***** STUDY MATERIAL *****

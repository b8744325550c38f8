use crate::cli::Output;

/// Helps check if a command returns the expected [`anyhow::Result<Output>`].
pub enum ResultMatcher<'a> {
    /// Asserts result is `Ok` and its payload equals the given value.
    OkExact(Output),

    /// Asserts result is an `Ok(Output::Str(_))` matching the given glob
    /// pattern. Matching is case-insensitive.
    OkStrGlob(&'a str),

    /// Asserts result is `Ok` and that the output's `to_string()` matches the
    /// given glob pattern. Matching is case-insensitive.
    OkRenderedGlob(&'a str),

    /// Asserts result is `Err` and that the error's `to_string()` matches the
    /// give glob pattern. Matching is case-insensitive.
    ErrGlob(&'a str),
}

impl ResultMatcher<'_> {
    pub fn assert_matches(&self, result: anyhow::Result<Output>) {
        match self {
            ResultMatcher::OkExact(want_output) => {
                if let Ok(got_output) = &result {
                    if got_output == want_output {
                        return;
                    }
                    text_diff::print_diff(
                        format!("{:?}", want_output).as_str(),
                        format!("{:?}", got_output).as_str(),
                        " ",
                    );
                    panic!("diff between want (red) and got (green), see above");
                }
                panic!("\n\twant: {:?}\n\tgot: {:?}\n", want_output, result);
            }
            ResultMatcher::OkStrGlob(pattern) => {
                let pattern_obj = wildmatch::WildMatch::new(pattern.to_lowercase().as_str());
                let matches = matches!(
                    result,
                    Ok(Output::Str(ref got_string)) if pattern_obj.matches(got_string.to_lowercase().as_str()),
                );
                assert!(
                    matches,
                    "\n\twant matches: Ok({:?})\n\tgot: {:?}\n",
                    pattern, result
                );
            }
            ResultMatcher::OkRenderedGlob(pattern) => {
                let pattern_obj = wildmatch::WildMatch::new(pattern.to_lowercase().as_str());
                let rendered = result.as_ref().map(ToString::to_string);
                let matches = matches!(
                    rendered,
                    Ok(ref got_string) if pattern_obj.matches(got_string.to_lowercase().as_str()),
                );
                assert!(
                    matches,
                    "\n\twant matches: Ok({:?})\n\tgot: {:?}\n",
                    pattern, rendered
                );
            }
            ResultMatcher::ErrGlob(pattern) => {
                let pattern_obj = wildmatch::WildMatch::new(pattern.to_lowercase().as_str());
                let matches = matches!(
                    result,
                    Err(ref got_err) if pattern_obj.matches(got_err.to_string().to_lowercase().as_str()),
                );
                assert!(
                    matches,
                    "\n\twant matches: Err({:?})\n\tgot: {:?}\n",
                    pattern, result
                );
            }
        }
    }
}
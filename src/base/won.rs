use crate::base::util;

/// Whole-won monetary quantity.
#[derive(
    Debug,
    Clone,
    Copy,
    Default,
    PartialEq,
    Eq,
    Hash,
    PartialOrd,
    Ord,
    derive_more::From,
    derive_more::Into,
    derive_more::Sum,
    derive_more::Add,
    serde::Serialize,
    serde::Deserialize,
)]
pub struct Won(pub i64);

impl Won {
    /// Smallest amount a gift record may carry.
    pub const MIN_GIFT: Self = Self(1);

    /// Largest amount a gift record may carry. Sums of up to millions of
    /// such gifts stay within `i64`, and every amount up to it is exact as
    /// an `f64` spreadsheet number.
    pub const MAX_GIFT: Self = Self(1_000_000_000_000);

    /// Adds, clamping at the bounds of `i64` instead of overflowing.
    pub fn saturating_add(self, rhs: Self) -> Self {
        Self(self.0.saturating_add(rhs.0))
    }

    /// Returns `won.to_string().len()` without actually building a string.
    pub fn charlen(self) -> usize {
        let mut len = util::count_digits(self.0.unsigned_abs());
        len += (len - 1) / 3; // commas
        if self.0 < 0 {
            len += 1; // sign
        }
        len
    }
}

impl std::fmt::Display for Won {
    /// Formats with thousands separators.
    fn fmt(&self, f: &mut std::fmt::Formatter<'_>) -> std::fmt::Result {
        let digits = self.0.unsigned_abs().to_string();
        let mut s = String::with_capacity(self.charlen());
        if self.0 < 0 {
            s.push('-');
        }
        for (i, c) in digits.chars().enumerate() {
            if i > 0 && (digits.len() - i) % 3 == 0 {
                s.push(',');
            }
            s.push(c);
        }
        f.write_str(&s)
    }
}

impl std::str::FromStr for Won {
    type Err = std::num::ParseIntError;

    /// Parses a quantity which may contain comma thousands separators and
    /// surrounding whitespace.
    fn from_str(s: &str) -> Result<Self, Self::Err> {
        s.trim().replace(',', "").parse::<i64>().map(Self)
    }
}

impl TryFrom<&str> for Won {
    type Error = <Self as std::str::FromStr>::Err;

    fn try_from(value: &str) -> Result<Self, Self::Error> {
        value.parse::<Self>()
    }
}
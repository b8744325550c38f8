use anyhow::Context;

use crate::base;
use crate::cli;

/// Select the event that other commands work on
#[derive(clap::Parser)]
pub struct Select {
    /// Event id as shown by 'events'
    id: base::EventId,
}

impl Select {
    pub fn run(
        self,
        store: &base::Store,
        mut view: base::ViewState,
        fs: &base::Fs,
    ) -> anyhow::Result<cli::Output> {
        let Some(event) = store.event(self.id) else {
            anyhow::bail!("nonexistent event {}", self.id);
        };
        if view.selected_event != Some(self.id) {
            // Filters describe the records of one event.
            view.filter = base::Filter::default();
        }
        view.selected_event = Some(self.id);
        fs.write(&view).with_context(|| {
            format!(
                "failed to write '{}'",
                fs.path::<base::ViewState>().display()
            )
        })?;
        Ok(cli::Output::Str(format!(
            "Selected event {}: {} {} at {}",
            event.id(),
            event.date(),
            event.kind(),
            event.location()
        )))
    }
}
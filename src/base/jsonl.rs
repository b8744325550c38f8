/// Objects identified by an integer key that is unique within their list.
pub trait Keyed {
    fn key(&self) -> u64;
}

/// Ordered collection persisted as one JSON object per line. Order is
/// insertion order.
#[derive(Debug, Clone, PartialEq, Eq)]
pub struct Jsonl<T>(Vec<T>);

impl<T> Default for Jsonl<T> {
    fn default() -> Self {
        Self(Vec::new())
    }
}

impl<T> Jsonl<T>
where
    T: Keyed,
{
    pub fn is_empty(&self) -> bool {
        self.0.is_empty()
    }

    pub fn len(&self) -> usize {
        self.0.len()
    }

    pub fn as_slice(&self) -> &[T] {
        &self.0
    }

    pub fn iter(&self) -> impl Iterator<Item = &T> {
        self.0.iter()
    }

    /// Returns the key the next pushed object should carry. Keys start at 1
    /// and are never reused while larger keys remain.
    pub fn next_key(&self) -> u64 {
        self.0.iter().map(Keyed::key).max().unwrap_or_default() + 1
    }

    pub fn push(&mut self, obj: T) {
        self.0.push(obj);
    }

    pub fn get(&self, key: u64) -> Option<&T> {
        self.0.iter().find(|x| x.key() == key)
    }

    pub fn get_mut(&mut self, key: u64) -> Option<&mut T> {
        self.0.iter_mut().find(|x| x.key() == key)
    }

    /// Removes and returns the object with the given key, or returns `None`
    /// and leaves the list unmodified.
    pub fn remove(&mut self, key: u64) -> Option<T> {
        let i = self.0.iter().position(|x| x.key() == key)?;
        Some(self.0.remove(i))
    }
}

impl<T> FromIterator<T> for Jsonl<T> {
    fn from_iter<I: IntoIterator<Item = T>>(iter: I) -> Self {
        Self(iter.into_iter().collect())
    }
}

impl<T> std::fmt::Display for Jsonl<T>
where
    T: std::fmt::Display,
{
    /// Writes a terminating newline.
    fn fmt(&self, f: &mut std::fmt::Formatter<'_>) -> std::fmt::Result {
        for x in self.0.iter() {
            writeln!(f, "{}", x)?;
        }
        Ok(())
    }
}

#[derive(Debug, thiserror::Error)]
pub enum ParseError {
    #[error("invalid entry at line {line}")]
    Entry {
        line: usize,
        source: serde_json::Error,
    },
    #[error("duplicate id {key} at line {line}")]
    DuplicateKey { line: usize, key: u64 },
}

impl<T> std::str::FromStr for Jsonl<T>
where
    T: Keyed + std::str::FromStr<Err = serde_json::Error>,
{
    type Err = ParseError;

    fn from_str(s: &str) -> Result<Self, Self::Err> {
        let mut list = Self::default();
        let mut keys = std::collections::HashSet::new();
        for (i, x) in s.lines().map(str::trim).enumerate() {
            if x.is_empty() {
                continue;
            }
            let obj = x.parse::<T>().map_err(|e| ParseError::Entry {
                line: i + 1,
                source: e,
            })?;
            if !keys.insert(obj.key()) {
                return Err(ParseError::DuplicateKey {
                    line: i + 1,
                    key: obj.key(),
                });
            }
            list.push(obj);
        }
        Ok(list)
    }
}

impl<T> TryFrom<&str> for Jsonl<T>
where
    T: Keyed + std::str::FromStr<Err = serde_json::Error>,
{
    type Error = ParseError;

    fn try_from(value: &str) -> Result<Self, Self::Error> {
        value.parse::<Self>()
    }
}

*****

TO DO: Where a line in the material above holds "ErrGlob", copy that line.

RESPONSE BOX:
    ErrGlob(&'a str),
            ResultMatcher::ErrGlob(pattern) => {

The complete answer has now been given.